Rebuilding safe and vibrant neighborhoods
Still, many residents report feeling unsafe. In Washington, some restaurants have shortened their hours, relocated, or closed entirely, citing high crime rates. And residents in neighborhoods throughout Washington are concerned about the frequency of carjackings and violent crime. Recently, recall petitions were organized against Councilmembers Brianne Nadeau and Charles Allen over what critics say is support of soft-on-crime measures.
Nationwide, police departments are struggling to solve crimes. And while homicide rates are falling in most big cities across the country, they have risen in Washington and some other large cities such as Memphis, Tennessee.
“There’s no question that the increase in violence that was directly associated with the COVID pandemic, we’re still suffering from,” says David Muhammed, executive director of the National Institute for Criminal Justice Reform.
The larger challenge for cities like Washington may be economic. The premise used to be that high-value industries had to be centered in cities. But the office economy – the percentage of jobs in downtowns and the amount of office building construction – has been weakening for decades, says Mr. Kotkin.

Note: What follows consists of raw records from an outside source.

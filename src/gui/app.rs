//! Dashboard Main Application
//! Main window with the date-range control panel and the chart viewer.

use crate::gui::{ChartViewer, ControlPanel, ControlPanelAction, DatasetInfo};
use egui::{ColorImage, SidePanel, TextureHandle, TextureOptions};
use log::{info, warn};
use olist_dashboard::charts::StaticChartRenderer;
use olist_dashboard::config::DashboardConfig;
use olist_dashboard::data::{DataProcessor, GeoPoint, OrderDataset};
use olist_dashboard::stats::{Aggregator, DashboardViews};
use std::path::Path;

/// Main application window.
pub struct DashboardApp {
    config: DashboardConfig,
    orders: OrderDataset,
    geo: Vec<GeoPoint>,
    control_panel: ControlPanel,
    chart_viewer: ChartViewer,
    views: DashboardViews,
    map_texture: Option<TextureHandle>,
}

impl DashboardApp {
    pub fn new(
        cc: &eframe::CreationContext<'_>,
        config: DashboardConfig,
        orders: OrderDataset,
        geo: Vec<GeoPoint>,
    ) -> Self {
        let info = DatasetInfo {
            order_rows: orders.len(),
            geo_points: geo.len(),
        };
        let bounds = DataProcessor::approved_date_bounds(&orders);
        let map_texture = config
            .map_image_path
            .as_deref()
            .and_then(|path| load_map_texture(&cc.egui_ctx, path));

        let mut app = Self {
            config,
            orders,
            geo,
            control_panel: ControlPanel::new(info, bounds),
            chart_viewer: ChartViewer::new(),
            views: DashboardViews::default(),
            map_texture,
        };
        app.refresh();
        app
    }

    /// Re-run filter and aggregation for the selected range.
    fn refresh(&mut self) {
        let Some((start, end)) = self.control_panel.selected_range() else {
            self.views = DashboardViews::default();
            self.control_panel.set_status("No approved orders to show");
            return;
        };
        let (start, end) = match DataProcessor::approved_date_bounds(&self.orders) {
            Some(bounds) => DataProcessor::clamp_range(bounds, start, end),
            None => (start, end),
        };

        // An inverted range keeps the previous views on screen.
        match DataProcessor::filter_by_approved_date(&self.orders, start, end) {
            Ok(selected) => {
                self.views = Aggregator::compute_all(selected, self.config.top_categories);
                self.control_panel.set_status(format!(
                    "{} orders from {} to {}",
                    self.views.summary.distinct_orders, start, end
                ));
            }
            Err(e) => {
                warn!("{}", e);
                self.control_panel.set_status(e.to_string());
            }
        }
    }

    /// Export static charts to a folder chosen by the user.
    fn handle_export(&mut self) {
        ensure_export_dir(&self.config.export_dir);
        let Some(dir) = rfd::FileDialog::new()
            .set_directory(&self.config.export_dir)
            .pick_folder()
        else {
            return;
        };

        match StaticChartRenderer::export_all(&self.views, &self.geo, self.config.map_extent, &dir)
        {
            Ok(files) => {
                self.control_panel.set_status(format!(
                    "Exported {} files to {}",
                    files.len(),
                    dir.display()
                ));
                if let Err(e) = open::that(&dir) {
                    warn!("Could not open {}: {}", dir.display(), e);
                }
            }
            Err(e) => {
                warn!("Export failed: {}", e);
                self.control_panel.set_status(format!("Export Error: {}", e));
            }
        }
    }
}

/// Create the default export folder so the picker can open in it.
fn ensure_export_dir(dir: &Path) -> bool {
    match std::fs::create_dir_all(dir) {
        Ok(()) => true,
        Err(e) => {
            warn!("Could not create export folder {}: {}", dir.display(), e);
            false
        }
    }
}

fn load_map_texture(ctx: &egui::Context, path: &Path) -> Option<TextureHandle> {
    let rgba = match image::open(path) {
        Ok(decoded) => decoded.to_rgba8(),
        Err(e) => {
            warn!("Map image {} not loaded: {}", path.display(), e);
            return None;
        }
    };
    let size = [rgba.width() as usize, rgba.height() as usize];
    let color = ColorImage::from_rgba_unmultiplied(size, rgba.as_flat_samples().as_slice());
    info!("Loaded map image {} ({}x{})", path.display(), size[0], size[1]);
    Some(ctx.load_texture("brazil_map", color, TextureOptions::LINEAR))
}

impl eframe::App for DashboardApp {
    fn update(&mut self, ctx: &egui::Context, _frame: &mut eframe::Frame) {
        // Left panel - Control Panel
        SidePanel::left("control_panel")
            .min_width(280.0)
            .max_width(340.0)
            .show(ctx, |ui| {
                egui::ScrollArea::vertical()
                    .id_salt("control_scroll")
                    .show(ui, |ui| {
                        match self.control_panel.show(ui, &self.views.summary) {
                            ControlPanelAction::RangeChanged => self.refresh(),
                            ControlPanelAction::ExportCharts => self.handle_export(),
                            ControlPanelAction::None => {}
                        }
                    });
            });

        // Central panel - Chart Viewer
        egui::CentralPanel::default().show(ctx, |ui| {
            self.chart_viewer.show(
                ui,
                &self.views,
                &self.geo,
                self.map_texture.as_ref(),
                self.config.map_extent,
            );
        });
    }
}
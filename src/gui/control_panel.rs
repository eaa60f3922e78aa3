//! Control Panel Widget
//! Left side panel with the approval date range, headline metrics and export.

use chrono::{Duration, NaiveDate};
use egui::{Color32, RichText};
use olist_dashboard::stats::OrderSummary;
use std::ops::RangeInclusive;

const DATE_FORMAT: &str = "%Y-%m-%d";

/// Facts about the loaded datasets shown at the top of the panel.
#[derive(Debug, Clone, Default)]
pub struct DatasetInfo {
    pub order_rows: usize,
    pub geo_points: usize,
}

/// Left side control panel with the date range selection.
pub struct ControlPanel {
    pub info: DatasetInfo,
    /// Observed approval date bounds; `None` when no row has an approval date.
    pub bounds: Option<(NaiveDate, NaiveDate)>,
    /// Selected range as day offsets from the lower bound.
    pub start_offset: i64,
    pub end_offset: i64,
    pub status: String,
}

impl ControlPanel {
    pub fn new(info: DatasetInfo, bounds: Option<(NaiveDate, NaiveDate)>) -> Self {
        let mut panel = Self {
            info,
            bounds,
            start_offset: 0,
            end_offset: 0,
            status: "Ready".to_string(),
        };
        panel.reset_range();
        panel
    }

    /// Select the full observed range.
    pub fn reset_range(&mut self) {
        self.start_offset = 0;
        self.end_offset = self.span();
    }

    fn span(&self) -> i64 {
        self.bounds
            .map(|(min, max)| (max - min).num_days())
            .unwrap_or(0)
    }

    /// Currently selected `(start, end)` dates.
    pub fn selected_range(&self) -> Option<(NaiveDate, NaiveDate)> {
        let (min, _) = self.bounds?;
        Some((
            min + Duration::days(self.start_offset),
            min + Duration::days(self.end_offset),
        ))
    }

    pub fn set_status(&mut self, status: impl Into<String>) {
        self.status = status.into();
    }

    /// Draw the control panel
    pub fn show(&mut self, ui: &mut egui::Ui, summary: &OrderSummary) -> ControlPanelAction {
        let mut action = ControlPanelAction::None;

        ui.vertical_centered(|ui| {
            ui.add_space(5.0);
            ui.label(
                RichText::new("🛒 E-Commerce")
                    .size(22.0)
                    .color(Color32::from_rgb(100, 149, 237)),
            );
            ui.label(
                RichText::new("Public Data Analysis")
                    .size(11.0)
                    .color(Color32::GRAY),
            );
        });
        ui.add_space(10.0);
        ui.separator();
        ui.add_space(5.0);

        // ===== Dataset Section =====
        ui.label(RichText::new("📁 Dataset").size(14.0).strong());
        ui.add_space(5.0);
        egui::Frame::none()
            .fill(ui.visuals().widgets.noninteractive.bg_fill)
            .rounding(5.0)
            .inner_margin(8.0)
            .show(ui, |ui| {
                ui.label(format!("Order rows: {}", self.info.order_rows));
                ui.label(format!("Geolocation points: {}", self.info.geo_points));
                match self.bounds {
                    Some((min, max)) => ui.label(format!(
                        "Approved: {} to {}",
                        min.format(DATE_FORMAT),
                        max.format(DATE_FORMAT)
                    )),
                    None => ui.label(RichText::new("No approved orders").color(Color32::GRAY)),
                };
            });

        ui.add_space(15.0);
        ui.separator();
        ui.add_space(10.0);

        // ===== Date Range Section =====
        ui.label(RichText::new("📅 Select Date Range").size(14.0).strong());
        ui.add_space(8.0);

        if let Some((min, _)) = self.bounds {
            let span = self.span();
            let format_offset = move |n: f64, _: RangeInclusive<usize>| {
                (min + Duration::days(n.round() as i64))
                    .format(DATE_FORMAT)
                    .to_string()
            };
            let parse_date = move |s: &str| {
                NaiveDate::parse_from_str(s.trim(), DATE_FORMAT)
                    .ok()
                    .map(|d| (d - min).num_days() as f64)
            };

            let start_changed = ui
                .add(
                    egui::Slider::new(&mut self.start_offset, 0..=span)
                        .text("Start")
                        .custom_formatter(format_offset)
                        .custom_parser(parse_date),
                )
                .changed();
            let end_changed = ui
                .add(
                    egui::Slider::new(&mut self.end_offset, 0..=span)
                        .text("End")
                        .custom_formatter(format_offset)
                        .custom_parser(parse_date),
                )
                .changed();
            if start_changed || end_changed {
                action = ControlPanelAction::RangeChanged;
            }

            ui.add_space(5.0);
            if ui.small_button("Reset to full range").clicked() {
                self.reset_range();
                action = ControlPanelAction::RangeChanged;
            }
        }

        ui.add_space(15.0);
        ui.separator();
        ui.add_space(10.0);

        // ===== Summary Section =====
        ui.label(RichText::new("📊 Summary").size(14.0).strong());
        ui.add_space(5.0);
        egui::Grid::new("summary_grid")
            .num_columns(2)
            .spacing([12.0, 4.0])
            .show(ui, |ui| {
                ui.label("Orders");
                ui.label(summary.distinct_orders.to_string());
                ui.end_row();
                ui.label("Revenue");
                ui.label(format!("{:.2}", summary.total_revenue));
                ui.end_row();
                ui.label("Mean payment");
                ui.label(format_optional(summary.mean_payment_value));
                ui.end_row();
                ui.label("Median payment");
                ui.label(format_optional(summary.median_payment_value));
                ui.end_row();
                ui.label("Mean review");
                ui.label(format_optional(summary.mean_review_score));
                ui.end_row();
            });

        ui.add_space(15.0);
        ui.separator();
        ui.add_space(10.0);

        ui.vertical_centered(|ui| {
            let button = egui::Button::new(RichText::new("💾 Export Charts").size(14.0))
                .min_size(egui::vec2(150.0, 30.0));
            if ui.add(button).clicked() {
                action = ControlPanelAction::ExportCharts;
            }
        });

        ui.add_space(10.0);
        let status_color = if self.status.contains("Error") || self.status.contains("Invalid") {
            Color32::from_rgb(220, 53, 69)
        } else if self.status.contains("Exported") {
            Color32::from_rgb(40, 167, 69)
        } else {
            Color32::GRAY
        };
        ui.label(RichText::new(&self.status).size(11.0).color(status_color));

        action
    }
}

fn format_optional(value: Option<f64>) -> String {
    value.map(|v| format!("{:.2}", v)).unwrap_or_else(|| "-".to_string())
}

/// Actions triggered by control panel
#[derive(Debug, Clone, PartialEq)]
pub enum ControlPanelAction {
    None,
    RangeChanged,
    ExportCharts,
}

#[cfg(test)]
mod tests {
    use super::*;

    fn date(y: i32, m: u32, d: u32) -> NaiveDate {
        NaiveDate::from_ymd_opt(y, m, d).unwrap()
    }

    #[test]
    fn test_new_panel_selects_full_range() {
        let panel = ControlPanel::new(
            DatasetInfo::default(),
            Some((date(2017, 1, 1), date(2017, 3, 1))),
        );
        assert_eq!(
            panel.selected_range(),
            Some((date(2017, 1, 1), date(2017, 3, 1)))
        );
    }

    #[test]
    fn test_offsets_map_to_dates() {
        let mut panel = ControlPanel::new(
            DatasetInfo::default(),
            Some((date(2017, 12, 30), date(2018, 2, 1))),
        );
        panel.start_offset = 3;
        panel.end_offset = 4;
        assert_eq!(
            panel.selected_range(),
            Some((date(2018, 1, 2), date(2018, 1, 3)))
        );
    }

    #[test]
    fn test_no_bounds_no_range() {
        let panel = ControlPanel::new(DatasetInfo::default(), None);
        assert_eq!(panel.selected_range(), None);
    }
}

Whereas many urban planners focus on density and transit as the future, he argues that this no longer aligns perfectly with what people want – which for many, as they reach their 30s, is more space and to own property.
“Cities are, in many cases, collections of villages that grew into each other. If we go back to the idea of cities as an archipelago of villages, then we should give more power and control to those villages,” he says. “Safe, urban neighborhoods – that’s what they have to provide.”